Anayasa Mahkemesi iptal kararına dair gerekçesinde “5434 sayılı Yasa’nın 40. maddesinde Emekli Sandığı iştirakçilerinin zorunlu yaş haddi, istisna tutulanlarda 60, diğerlerinde 65 yaşın doldurulduğu tarih olarak belirlenmiş olduğu halde itiraz konusu kuralla, yirmi fiili hizmet yılını veya ellibeş yaş ve on fiili hizmet yılını dolduran iştirakçileri, sınırlı süreli de olsa idarenin resen emekliye sevk edebilmesi düzenlenmiş, bu koşullara sahip olanlar arasından resen emekliye sevk edilecek kişilerin belirlenmesinde herhangi bir ölçüt getirilmeyerek inisiyatif tamamen idareye verilmiştir.

Anayasa’nın 2. maddesinde belirtilen hukuk devleti ilkesine göre düzenlemelerin açık, öngörülebilir ve sınırlarının belirli olması, keyfiliğe neden olabilecek uygulamalara yol açmaması gerektiğinden, resen emekliye sevk edilecek kişilerin belirlenmesinde yetkiyi tamamen idareye bırakan kuralın hukuk devleti ilkesiyle bağdaşmadığı açıktır.
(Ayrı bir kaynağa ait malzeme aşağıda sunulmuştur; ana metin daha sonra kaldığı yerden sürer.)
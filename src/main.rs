//! Video Proxy - Channel video listing proxy
//!
//! Serves a cached, paginated listing of a channel's videos.

use std::net::SocketAddr;

use anyhow::Context;
use tokio::signal;
use tracing::{info, warn};
use tracing_subscriber::{layer::SubscriberExt, util::SubscriberInitExt};

use video_proxy::{api::create_router, spawn_cleanup_task, AppState, Config};

/// Main entry point for the video proxy server.
///
/// # Startup Sequence
/// 1. Initialize tracing subscriber for logging
/// 2. Load configuration from environment variables
/// 3. Build the upstream fetcher, cache store and aggregator
/// 4. Start background TTL cleanup task
/// 5. Create Axum router with all endpoints
/// 6. Start HTTP server on configured port
/// 7. Handle graceful shutdown on SIGINT/SIGTERM
#[tokio::main]
async fn main() -> anyhow::Result<()> {
    // Defaults to "info" level, can be overridden with RUST_LOG env var
    tracing_subscriber::registry()
        .with(
            tracing_subscriber::EnvFilter::try_from_default_env()
                .unwrap_or_else(|_| "video_proxy=info,tower_http=info".into()),
        )
        .with(tracing_subscriber::fmt::layer())
        .init();

    info!("Starting video proxy");

    let config = Config::from_env();
    info!(
        "Configuration loaded: cache_ttl={}s, max_pages={:?}, request_timeout={:?}, strict_pages={}, port={}",
        config.cache_ttl,
        config.max_pages,
        config.request_timeout,
        config.strict_pages,
        config.server_port
    );
    if config.api_key.is_none() {
        warn!("YT_API_KEY is not set; video requests will fail until it is configured");
    }

    let state = AppState::from_config(&config).context("failed to build application state")?;
    info!("Aggregator initialized");

    let cleanup_handle = spawn_cleanup_task(state.cache(), config.cleanup_interval);
    info!("Background cleanup task started");

    let app = create_router(state);

    let addr = SocketAddr::from(([0, 0, 0, 0], config.server_port));
    let listener = tokio::net::TcpListener::bind(addr)
        .await
        .with_context(|| format!("failed to bind {}", addr))?;
    info!("Server listening on http://{}", addr);

    axum::serve(listener, app)
        .with_graceful_shutdown(shutdown_signal(cleanup_handle))
        .await
        .context("server error")?;

    info!("Server shutdown complete");
    Ok(())
}

/// Waits for shutdown signal (Ctrl+C or SIGTERM).
///
/// On shutdown signal, aborts the cleanup task and allows graceful shutdown.
async fn shutdown_signal(cleanup_handle: tokio::task::JoinHandle<()>) {
    let ctrl_c = async {
        signal::ctrl_c()
            .await
            .expect("Failed to install Ctrl+C handler");
    };

    #[cfg(unix)]
    let terminate = async {
        signal::unix::signal(signal::unix::SignalKind::terminate())
            .expect("Failed to install SIGTERM handler")
            .recv()
            .await;
    };

    #[cfg(not(unix))]
    let terminate = std::future::pending::<()>();

    tokio::select! {
        _ = ctrl_c => {
            info!("Received Ctrl+C, initiating shutdown...");
        }
        _ = terminate => {
            info!("Received SIGTERM, initiating shutdown...");
        }
    }

    cleanup_handle.abort();
    warn!("Cleanup task aborted");
}
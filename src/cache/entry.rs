//! Cache Entry Module
//!
//! Defines a cached channel listing with its expiry instant.

use std::time::{Duration, SystemTime, UNIX_EPOCH};

use crate::models::VideoSummary;

// == Cache Entry ==
/// A cached video listing for one channel.
#[derive(Debug, Clone)]
pub struct CacheEntry {
    /// Formatted videos, in upstream order
    pub payload: Vec<VideoSummary>,
    /// Creation timestamp (Unix milliseconds)
    pub created_at: u64,
    /// Expiration timestamp (Unix milliseconds)
    pub expires_at: u64,
}

impl CacheEntry {
    // == Constructor ==
    /// Creates a new cache entry that expires `ttl` from now.
    pub fn new(payload: Vec<VideoSummary>, ttl: Duration) -> Self {
        let now = current_timestamp_ms();
        let ttl_ms = u64::try_from(ttl.as_millis()).unwrap_or(u64::MAX);

        Self {
            payload,
            created_at: now,
            expires_at: now.saturating_add(ttl_ms),
        }
    }

    // == Is Expired ==
    /// Checks if the entry has expired.
    ///
    /// An entry is valid only while the current time is strictly before
    /// `expires_at`; at the boundary it is already expired.
    pub fn is_expired(&self) -> bool {
        current_timestamp_ms() >= self.expires_at
    }

    // == Time To Live ==
    /// Returns remaining validity, zero once expired.
    pub fn ttl_remaining(&self) -> Duration {
        let now = current_timestamp_ms();
        Duration::from_millis(self.expires_at.saturating_sub(now))
    }
}

// == Utility Functions ==
/// Returns current Unix timestamp in milliseconds.
pub fn current_timestamp_ms() -> u64 {
    SystemTime::now()
        .duration_since(UNIX_EPOCH)
        .map(|d| d.as_millis() as u64)
        .unwrap_or(0)
}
Ayrıca, yasa ile esasları belirlenmeden, çerçevesi çizilmeden idareye yetki verilmesi yasa ile düzenleme anlamına da gelmez.” Hükmüne yer vermiştir.

Bunun dışında 1982 Anayasasında 12.12.2010 tarihli referandum sonrasında gerçekleşen değişiklikle 12 Eylül döneminde yapılan tasarruflara karşı dava açılamayacağına ilişkin geçici 15. madde hükmü kaldırılmıştır.

Gerek yukarıda belirtilen Anayasa Mahkemesi Kararı ve gerekse de geçici 15. maddenin yürürlükten kaldırılmasıyla birlikte hiçbir somut ve objektif esasa dayanmadan idare tarafından re’sen emekliye sevkedilen kamu görevlilerinin özlük hakları kapsamında uğradıkları zararların tazmin edilmesi gerektiğini düşünmekteyiz.  Çünkü, söz konusu kamu görevlileri eğer re’sen emekli edilmeselerdi o zaman aldıkları emekli maaşından daha yüksek bir maaş alacaklar ve yaş haddinden dolayı emekli olduklarında ise şu anda aldıklarından daha fazla bir emekli maaşı kendilerine bağlanacaktı.

Sonuç olarak keyfi nedenlerle re’sen emekliye sevkedilen kamu görevlilerinin çalışmış oldukları idareye müracaat ederek özlük haklarını faizi ve günümüze uyarlanmış şekliyle iadelerini talep etmeleri, idare tarafından red cevabı verilmesi halinde konuyu yargıya taşımalarında fayda bulunduğu kanaatindeyiz.